[Dataset entries]
____

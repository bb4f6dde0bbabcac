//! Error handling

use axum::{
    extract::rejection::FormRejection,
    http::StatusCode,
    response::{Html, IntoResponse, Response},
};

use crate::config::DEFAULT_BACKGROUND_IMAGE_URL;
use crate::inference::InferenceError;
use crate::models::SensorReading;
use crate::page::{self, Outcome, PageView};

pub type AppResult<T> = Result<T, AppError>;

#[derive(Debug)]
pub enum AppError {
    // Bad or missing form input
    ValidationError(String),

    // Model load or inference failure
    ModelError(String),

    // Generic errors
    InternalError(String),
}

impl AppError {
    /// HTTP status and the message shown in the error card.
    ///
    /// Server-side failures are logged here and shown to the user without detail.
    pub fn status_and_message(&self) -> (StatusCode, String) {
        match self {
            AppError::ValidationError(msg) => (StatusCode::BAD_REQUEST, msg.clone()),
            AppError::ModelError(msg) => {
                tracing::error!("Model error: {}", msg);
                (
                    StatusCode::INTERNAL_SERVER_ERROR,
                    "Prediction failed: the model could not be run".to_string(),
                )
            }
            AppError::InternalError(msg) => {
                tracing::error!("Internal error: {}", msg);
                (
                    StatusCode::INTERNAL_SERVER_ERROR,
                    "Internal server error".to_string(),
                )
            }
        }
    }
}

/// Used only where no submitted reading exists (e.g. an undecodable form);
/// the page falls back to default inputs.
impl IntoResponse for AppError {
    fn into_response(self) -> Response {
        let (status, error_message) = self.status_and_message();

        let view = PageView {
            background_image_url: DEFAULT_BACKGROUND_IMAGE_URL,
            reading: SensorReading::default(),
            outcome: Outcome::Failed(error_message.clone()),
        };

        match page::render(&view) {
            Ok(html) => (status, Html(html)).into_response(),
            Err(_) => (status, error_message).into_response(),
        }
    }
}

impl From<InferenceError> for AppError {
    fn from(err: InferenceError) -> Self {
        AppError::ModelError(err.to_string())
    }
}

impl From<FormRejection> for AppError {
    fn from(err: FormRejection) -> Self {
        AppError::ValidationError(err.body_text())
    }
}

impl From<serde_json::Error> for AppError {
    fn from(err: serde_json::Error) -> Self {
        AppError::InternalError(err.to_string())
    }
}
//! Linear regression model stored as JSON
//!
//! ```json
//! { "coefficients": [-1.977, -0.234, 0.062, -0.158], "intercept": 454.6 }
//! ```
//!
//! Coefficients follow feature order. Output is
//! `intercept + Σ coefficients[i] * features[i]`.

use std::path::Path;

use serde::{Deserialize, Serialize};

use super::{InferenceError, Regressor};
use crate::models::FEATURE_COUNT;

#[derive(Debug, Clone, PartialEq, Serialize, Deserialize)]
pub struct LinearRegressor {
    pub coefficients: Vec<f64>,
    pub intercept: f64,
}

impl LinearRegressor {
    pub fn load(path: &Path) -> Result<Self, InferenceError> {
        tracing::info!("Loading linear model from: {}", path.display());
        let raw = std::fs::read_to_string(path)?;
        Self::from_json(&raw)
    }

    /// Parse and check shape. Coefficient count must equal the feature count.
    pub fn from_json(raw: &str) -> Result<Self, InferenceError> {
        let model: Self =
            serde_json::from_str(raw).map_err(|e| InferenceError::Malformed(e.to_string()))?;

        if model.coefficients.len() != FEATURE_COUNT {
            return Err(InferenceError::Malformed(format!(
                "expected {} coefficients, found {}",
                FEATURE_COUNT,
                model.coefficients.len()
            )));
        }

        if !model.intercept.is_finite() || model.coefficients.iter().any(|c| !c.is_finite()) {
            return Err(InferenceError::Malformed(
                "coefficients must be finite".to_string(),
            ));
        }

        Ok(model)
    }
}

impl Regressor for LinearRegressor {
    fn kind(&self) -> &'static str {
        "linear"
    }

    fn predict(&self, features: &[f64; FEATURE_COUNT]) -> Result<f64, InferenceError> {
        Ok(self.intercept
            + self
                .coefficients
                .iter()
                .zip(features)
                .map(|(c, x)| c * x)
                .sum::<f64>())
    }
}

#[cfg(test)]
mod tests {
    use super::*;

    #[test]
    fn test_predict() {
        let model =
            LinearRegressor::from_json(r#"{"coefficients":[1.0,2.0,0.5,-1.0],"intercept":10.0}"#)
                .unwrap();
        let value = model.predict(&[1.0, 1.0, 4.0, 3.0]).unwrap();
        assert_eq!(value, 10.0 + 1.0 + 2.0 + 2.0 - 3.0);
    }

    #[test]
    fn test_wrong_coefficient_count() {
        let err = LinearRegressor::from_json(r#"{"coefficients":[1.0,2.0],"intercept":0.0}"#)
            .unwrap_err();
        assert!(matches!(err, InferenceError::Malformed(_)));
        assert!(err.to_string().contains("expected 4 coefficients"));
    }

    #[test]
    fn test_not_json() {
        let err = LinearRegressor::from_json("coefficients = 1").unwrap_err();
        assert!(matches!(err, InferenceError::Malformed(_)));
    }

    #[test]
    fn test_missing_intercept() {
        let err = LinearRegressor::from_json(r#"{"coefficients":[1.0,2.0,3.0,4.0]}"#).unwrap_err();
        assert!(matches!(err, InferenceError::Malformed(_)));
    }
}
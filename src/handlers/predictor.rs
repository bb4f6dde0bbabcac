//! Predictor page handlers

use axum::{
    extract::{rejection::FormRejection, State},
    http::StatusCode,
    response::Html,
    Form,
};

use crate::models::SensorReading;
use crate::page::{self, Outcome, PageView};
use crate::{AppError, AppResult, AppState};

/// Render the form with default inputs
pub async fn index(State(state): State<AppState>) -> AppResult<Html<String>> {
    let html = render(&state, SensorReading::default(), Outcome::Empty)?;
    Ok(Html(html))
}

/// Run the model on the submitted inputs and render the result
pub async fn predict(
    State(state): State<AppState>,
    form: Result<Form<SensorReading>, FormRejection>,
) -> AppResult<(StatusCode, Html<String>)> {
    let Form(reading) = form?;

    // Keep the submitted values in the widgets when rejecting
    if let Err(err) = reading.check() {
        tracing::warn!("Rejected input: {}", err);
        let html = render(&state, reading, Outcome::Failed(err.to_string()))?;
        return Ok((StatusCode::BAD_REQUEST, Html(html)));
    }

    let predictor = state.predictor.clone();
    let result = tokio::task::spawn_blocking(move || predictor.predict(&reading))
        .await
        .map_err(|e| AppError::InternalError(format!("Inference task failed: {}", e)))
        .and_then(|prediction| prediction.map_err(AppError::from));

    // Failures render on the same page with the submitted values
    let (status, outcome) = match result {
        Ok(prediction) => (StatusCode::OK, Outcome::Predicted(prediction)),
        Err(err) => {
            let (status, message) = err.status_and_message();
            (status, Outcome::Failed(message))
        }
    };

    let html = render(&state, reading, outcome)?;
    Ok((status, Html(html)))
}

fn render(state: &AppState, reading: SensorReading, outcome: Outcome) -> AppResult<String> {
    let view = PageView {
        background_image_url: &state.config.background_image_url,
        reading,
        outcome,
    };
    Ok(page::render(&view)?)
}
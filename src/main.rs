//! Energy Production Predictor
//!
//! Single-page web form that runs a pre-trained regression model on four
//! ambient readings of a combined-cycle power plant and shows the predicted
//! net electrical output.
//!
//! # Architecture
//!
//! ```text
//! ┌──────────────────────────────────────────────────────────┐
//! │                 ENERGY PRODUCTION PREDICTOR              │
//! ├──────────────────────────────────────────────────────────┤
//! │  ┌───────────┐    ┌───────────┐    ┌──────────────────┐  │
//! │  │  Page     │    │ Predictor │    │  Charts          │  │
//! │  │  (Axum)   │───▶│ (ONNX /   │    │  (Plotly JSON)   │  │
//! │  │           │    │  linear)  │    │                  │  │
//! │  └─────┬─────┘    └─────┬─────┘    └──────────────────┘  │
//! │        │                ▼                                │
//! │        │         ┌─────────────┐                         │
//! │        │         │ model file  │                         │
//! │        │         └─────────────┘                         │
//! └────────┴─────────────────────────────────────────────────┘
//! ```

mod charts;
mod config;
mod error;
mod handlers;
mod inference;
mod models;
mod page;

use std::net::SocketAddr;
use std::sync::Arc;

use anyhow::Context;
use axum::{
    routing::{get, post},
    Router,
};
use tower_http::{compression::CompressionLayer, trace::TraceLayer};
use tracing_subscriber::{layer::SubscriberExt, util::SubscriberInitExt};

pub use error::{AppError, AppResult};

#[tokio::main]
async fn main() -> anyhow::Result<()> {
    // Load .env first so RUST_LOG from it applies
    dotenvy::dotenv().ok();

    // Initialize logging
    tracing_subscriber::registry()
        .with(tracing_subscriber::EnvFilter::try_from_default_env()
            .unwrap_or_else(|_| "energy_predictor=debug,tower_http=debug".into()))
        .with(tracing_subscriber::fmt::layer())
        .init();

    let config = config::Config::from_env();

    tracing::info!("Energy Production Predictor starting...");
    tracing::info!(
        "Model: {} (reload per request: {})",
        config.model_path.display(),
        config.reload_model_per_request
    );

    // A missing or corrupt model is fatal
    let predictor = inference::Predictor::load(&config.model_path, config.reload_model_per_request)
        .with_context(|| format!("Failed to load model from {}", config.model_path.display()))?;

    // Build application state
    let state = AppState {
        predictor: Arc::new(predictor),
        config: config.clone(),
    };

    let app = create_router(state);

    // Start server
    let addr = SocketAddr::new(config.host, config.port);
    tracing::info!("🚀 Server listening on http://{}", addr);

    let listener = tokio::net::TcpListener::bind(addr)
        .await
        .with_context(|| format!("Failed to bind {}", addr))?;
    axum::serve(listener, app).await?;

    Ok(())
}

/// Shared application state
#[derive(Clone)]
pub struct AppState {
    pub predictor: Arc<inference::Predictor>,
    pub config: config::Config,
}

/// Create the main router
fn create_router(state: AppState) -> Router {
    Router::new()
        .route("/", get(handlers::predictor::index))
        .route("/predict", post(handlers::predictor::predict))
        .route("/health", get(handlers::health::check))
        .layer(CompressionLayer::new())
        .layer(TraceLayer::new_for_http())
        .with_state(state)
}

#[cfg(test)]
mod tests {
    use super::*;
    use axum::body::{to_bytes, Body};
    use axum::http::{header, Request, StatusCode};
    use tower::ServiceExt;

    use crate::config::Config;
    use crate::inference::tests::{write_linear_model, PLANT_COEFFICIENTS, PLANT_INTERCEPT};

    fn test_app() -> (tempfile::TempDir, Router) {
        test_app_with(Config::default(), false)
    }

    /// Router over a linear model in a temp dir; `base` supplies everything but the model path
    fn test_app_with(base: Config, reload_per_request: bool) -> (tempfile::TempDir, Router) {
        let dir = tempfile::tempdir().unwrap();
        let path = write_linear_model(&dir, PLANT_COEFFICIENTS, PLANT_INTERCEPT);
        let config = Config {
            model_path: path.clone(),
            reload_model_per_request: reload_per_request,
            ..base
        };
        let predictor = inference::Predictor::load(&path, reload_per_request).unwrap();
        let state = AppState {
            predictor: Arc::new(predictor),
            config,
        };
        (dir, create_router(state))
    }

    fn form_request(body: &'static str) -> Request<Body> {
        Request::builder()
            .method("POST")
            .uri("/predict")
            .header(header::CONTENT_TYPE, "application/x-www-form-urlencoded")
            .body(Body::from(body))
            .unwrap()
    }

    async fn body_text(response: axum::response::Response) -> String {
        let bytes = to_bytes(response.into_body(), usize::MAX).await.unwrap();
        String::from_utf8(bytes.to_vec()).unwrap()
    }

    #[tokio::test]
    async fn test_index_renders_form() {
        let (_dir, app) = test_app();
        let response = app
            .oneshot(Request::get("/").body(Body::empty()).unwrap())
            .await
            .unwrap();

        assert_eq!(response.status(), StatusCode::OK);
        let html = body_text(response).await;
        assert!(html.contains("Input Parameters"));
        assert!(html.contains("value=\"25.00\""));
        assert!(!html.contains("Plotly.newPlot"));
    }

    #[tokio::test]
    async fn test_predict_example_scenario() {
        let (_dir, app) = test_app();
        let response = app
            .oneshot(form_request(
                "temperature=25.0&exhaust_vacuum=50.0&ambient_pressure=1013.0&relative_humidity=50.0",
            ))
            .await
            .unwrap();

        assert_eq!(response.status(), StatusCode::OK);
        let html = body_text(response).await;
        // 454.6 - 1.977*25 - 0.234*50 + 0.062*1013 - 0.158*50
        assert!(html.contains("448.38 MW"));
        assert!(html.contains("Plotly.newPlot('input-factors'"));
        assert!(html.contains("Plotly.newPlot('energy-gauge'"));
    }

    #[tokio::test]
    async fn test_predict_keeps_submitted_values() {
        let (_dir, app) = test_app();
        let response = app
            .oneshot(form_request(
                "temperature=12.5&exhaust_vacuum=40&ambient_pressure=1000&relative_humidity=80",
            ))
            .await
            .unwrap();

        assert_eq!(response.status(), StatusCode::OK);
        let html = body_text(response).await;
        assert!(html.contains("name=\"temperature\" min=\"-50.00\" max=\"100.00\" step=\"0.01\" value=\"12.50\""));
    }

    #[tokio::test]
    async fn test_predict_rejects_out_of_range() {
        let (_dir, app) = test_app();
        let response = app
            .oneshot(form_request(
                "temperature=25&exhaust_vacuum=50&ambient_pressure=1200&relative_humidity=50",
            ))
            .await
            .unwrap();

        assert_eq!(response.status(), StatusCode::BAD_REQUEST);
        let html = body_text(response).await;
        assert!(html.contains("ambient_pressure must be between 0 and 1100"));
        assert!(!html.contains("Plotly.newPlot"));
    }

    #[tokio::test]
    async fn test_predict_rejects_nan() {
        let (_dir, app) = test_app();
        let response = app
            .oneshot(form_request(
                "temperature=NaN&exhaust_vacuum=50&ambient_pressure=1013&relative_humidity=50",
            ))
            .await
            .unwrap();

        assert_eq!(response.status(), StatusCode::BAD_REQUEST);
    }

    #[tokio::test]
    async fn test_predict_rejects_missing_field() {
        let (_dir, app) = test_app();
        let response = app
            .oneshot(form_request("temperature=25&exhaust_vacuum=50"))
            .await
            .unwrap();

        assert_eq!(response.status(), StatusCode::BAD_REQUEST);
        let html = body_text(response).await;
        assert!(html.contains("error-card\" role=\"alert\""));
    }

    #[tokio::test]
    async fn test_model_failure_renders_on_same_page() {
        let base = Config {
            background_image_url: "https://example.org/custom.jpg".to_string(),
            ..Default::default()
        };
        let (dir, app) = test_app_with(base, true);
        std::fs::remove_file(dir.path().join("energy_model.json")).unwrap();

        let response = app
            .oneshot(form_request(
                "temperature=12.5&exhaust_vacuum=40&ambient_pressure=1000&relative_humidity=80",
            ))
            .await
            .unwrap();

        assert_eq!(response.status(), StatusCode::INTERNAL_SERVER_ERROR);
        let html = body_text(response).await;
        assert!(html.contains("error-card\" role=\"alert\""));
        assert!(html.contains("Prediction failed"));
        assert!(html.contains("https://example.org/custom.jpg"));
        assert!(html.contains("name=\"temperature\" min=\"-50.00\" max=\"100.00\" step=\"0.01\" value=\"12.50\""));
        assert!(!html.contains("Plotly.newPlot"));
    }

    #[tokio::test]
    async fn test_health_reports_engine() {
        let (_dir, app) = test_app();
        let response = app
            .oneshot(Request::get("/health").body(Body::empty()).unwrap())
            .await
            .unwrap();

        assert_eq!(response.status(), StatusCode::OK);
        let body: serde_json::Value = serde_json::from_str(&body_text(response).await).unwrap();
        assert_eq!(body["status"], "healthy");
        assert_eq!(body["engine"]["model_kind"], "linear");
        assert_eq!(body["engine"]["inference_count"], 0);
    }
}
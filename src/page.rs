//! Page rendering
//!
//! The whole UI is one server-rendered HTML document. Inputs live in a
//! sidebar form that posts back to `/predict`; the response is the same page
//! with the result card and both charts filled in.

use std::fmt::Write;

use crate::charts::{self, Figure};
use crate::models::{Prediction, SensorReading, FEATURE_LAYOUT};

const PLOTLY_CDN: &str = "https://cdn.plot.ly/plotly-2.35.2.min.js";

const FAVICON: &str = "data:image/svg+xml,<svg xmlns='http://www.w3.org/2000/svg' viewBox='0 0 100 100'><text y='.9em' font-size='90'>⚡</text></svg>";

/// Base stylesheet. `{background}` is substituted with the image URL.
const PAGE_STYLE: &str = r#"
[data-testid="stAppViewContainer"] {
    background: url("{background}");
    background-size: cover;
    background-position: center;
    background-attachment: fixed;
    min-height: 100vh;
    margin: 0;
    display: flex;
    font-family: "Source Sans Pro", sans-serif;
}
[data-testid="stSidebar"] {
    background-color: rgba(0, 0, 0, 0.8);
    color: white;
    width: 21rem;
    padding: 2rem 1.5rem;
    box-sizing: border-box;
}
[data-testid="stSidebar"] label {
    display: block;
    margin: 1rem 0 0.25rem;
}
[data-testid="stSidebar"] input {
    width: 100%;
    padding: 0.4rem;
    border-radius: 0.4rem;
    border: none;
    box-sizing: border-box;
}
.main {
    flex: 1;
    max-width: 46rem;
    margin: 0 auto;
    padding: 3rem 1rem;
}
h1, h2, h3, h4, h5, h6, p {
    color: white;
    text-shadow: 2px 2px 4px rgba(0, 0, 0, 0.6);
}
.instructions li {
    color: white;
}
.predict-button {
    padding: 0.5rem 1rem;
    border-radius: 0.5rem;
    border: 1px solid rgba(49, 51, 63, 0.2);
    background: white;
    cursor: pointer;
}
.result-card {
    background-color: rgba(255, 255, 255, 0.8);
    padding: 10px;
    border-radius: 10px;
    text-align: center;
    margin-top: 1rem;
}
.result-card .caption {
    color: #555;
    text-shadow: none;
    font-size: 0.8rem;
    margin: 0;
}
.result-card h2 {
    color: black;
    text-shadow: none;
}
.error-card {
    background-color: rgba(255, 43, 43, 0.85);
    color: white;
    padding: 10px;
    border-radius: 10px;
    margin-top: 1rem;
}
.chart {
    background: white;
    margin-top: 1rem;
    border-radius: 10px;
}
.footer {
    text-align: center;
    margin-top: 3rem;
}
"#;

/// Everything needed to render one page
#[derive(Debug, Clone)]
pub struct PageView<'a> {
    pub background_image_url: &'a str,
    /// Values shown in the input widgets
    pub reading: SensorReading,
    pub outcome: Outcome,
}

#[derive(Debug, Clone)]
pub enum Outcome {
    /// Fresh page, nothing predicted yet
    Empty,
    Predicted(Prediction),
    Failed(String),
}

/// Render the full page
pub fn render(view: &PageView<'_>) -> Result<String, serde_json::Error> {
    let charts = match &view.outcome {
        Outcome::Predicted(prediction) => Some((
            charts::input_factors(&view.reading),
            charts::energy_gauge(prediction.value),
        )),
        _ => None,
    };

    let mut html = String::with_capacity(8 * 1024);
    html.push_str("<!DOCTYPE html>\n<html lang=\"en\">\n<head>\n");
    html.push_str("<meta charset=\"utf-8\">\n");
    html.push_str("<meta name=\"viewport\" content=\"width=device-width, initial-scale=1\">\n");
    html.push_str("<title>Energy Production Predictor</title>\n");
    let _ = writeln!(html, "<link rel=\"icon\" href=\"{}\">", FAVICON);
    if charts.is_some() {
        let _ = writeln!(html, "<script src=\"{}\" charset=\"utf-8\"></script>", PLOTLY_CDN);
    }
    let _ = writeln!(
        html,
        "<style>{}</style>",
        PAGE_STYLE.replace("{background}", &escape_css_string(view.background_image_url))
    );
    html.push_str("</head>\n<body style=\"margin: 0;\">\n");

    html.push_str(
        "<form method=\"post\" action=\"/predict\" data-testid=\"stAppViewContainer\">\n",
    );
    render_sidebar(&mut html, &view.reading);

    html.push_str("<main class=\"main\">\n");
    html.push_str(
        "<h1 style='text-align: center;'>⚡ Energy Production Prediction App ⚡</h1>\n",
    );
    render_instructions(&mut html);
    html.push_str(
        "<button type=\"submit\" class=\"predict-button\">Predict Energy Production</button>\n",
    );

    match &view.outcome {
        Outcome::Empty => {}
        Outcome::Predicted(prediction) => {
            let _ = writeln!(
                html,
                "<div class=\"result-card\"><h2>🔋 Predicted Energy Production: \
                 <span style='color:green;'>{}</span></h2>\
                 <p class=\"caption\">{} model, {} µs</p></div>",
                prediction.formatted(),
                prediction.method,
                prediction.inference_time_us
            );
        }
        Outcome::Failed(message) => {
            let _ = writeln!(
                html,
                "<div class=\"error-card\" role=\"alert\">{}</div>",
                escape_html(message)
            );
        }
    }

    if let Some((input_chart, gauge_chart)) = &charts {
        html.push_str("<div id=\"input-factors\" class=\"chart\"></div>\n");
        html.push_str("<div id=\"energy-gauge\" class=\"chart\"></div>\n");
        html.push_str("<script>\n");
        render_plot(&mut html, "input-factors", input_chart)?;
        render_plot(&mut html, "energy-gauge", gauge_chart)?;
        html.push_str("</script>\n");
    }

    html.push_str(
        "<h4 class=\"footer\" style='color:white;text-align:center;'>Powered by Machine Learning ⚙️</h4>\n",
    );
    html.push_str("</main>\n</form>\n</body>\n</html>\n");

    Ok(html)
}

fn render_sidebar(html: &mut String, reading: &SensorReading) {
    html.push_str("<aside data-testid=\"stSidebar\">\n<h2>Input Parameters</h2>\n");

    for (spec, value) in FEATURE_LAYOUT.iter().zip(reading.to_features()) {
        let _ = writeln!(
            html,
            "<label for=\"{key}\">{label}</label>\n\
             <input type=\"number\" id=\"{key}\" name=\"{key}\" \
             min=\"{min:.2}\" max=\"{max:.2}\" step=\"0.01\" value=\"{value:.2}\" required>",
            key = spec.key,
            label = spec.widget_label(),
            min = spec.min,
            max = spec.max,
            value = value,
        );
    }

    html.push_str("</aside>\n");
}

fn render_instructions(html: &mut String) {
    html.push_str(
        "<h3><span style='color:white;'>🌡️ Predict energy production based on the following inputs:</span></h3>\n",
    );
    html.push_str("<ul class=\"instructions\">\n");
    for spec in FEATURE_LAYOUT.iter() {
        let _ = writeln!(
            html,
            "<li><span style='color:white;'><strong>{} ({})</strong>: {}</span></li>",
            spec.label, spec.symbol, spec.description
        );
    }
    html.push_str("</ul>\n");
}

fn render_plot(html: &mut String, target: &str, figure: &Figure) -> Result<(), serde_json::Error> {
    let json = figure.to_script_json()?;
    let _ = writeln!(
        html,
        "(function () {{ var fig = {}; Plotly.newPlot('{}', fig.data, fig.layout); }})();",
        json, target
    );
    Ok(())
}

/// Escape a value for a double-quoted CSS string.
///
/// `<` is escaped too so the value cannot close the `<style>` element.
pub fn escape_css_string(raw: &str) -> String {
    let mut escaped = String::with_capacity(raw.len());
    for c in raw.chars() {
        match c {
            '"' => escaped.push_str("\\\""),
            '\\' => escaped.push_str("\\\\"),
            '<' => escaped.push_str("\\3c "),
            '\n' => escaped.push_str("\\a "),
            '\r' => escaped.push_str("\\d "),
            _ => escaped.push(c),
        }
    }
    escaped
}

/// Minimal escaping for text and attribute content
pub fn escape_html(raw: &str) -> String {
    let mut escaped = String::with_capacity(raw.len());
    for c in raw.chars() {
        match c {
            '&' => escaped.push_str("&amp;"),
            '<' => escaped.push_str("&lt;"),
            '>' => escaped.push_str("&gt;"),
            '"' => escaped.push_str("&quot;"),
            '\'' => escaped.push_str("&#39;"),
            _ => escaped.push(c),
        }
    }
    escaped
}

____

Task instructions:
Look over the entries for "caption", then copy every line that includes that string.

Solved exercise:
.result-card .caption {
                 <p class=\"caption\">{} model, {} µs</p></div>",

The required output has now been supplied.